Stored data entries
= = =
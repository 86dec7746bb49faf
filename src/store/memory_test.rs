use super::*;
use crate::record::{Record, RecordId, ShapeRecord, Snapshot};

fn one_shape_snapshot(id: &str) -> Snapshot {
    let mut shape = ShapeRecord::new("geo", 0.0, 0.0);
    shape.id = RecordId::new(id);
    Snapshot::new(vec![Record::Shape(shape)])
}

#[tokio::test]
async fn get_missing_document_returns_none() {
    let store = MemoryStore::new();
    let result = store.get_document("doc1").await.expect("get");
    assert!(result.is_none());
}

#[tokio::test]
async fn save_then_get_round_trips() {
    let store = MemoryStore::new();
    let snapshot = one_shape_snapshot("s1");

    let ack = store.save_document("doc1", &snapshot).await.expect("save");
    assert!(ack.success);

    let loaded = store.get_document("doc1").await.expect("get").expect("present");
    assert_eq!(loaded, snapshot);
}

#[tokio::test]
async fn save_supersedes_previous_snapshot() {
    let store = MemoryStore::new();
    store.save_document("doc1", &one_shape_snapshot("s1")).await.expect("save");
    store.save_document("doc1", &one_shape_snapshot("s2")).await.expect("save");

    let loaded = store.get_document("doc1").await.expect("get").expect("present");
    assert_eq!(loaded.len(), 1);
    assert!(loaded.contains(&RecordId::new("s2")));
    assert!(!loaded.contains(&RecordId::new("s1")));
    assert_eq!(store.document_count().await, 1);
}

#[tokio::test]
async fn documents_are_isolated_by_id() {
    let store = MemoryStore::new();
    store.save_document("doc1", &one_shape_snapshot("s1")).await.expect("save");
    store.save_document("doc2", &one_shape_snapshot("s2")).await.expect("save");

    let doc1 = store.get_document("doc1").await.expect("get").expect("present");
    assert!(doc1.contains(&RecordId::new("s1")));
    assert!(!doc1.contains(&RecordId::new("s2")));
}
= = =
| How to complete this task |
Set all the entries above down again exactly.

| Result of this exercise |
repository 86dec7746bb49faf
filename src/store/memory_test.rs
use super::*;
use crate::record::{Record, RecordId, ShapeRecord, Snapshot};

fn one_shape_snapshot(id: &str) -> Snapshot {
    let mut shape = ShapeRecord::new("geo", 0.0, 0.0);
    shape.id = RecordId::new(id);
    Snapshot::new(vec![Record::Shape(shape)])
}

#[tokio::test]
async fn get_missing_document_returns_none() {
    let store = MemoryStore::new();
    let result = store.get_document("doc1").await.expect("get");
    assert!(result.is_none());
}

#[tokio::test]
async fn save_then_get_round_trips() {
    let store = MemoryStore::new();
    let snapshot = one_shape_snapshot("s1");

    let ack = store.save_document("doc1", &snapshot).await.expect("save");
    assert!(ack.success);

    let loaded = store.get_document("doc1").await.expect("get").expect("present");
    assert_eq!(loaded, snapshot);
}

#[tokio::test]
async fn save_supersedes_previous_snapshot() {
    let store = MemoryStore::new();
    store.save_document("doc1", &one_shape_snapshot("s1")).await.expect("save");
    store.save_document("doc1", &one_shape_snapshot("s2")).await.expect("save");

    let loaded = store.get_document("doc1").await.expect("get").expect("present");
    assert_eq!(loaded.len(), 1);
    assert!(loaded.contains(&RecordId::new("s2")));
    assert!(!loaded.contains(&RecordId::new("s1")));
    assert_eq!(store.document_count().await, 1);
}

#[tokio::test]
async fn documents_are_isolated_by_id() {
    let store = MemoryStore::new();
    store.save_document("doc1", &one_shape_snapshot("s1")).await.expect("save");
    store.save_document("doc2", &one_shape_snapshot("s2")).await.expect("save");

    let doc1 = store.get_document("doc1").await.expect("get").expect("present");
    assert!(doc1.contains(&RecordId::new("s1")));
    assert!(!doc1.contains(&RecordId::new("s2")));
}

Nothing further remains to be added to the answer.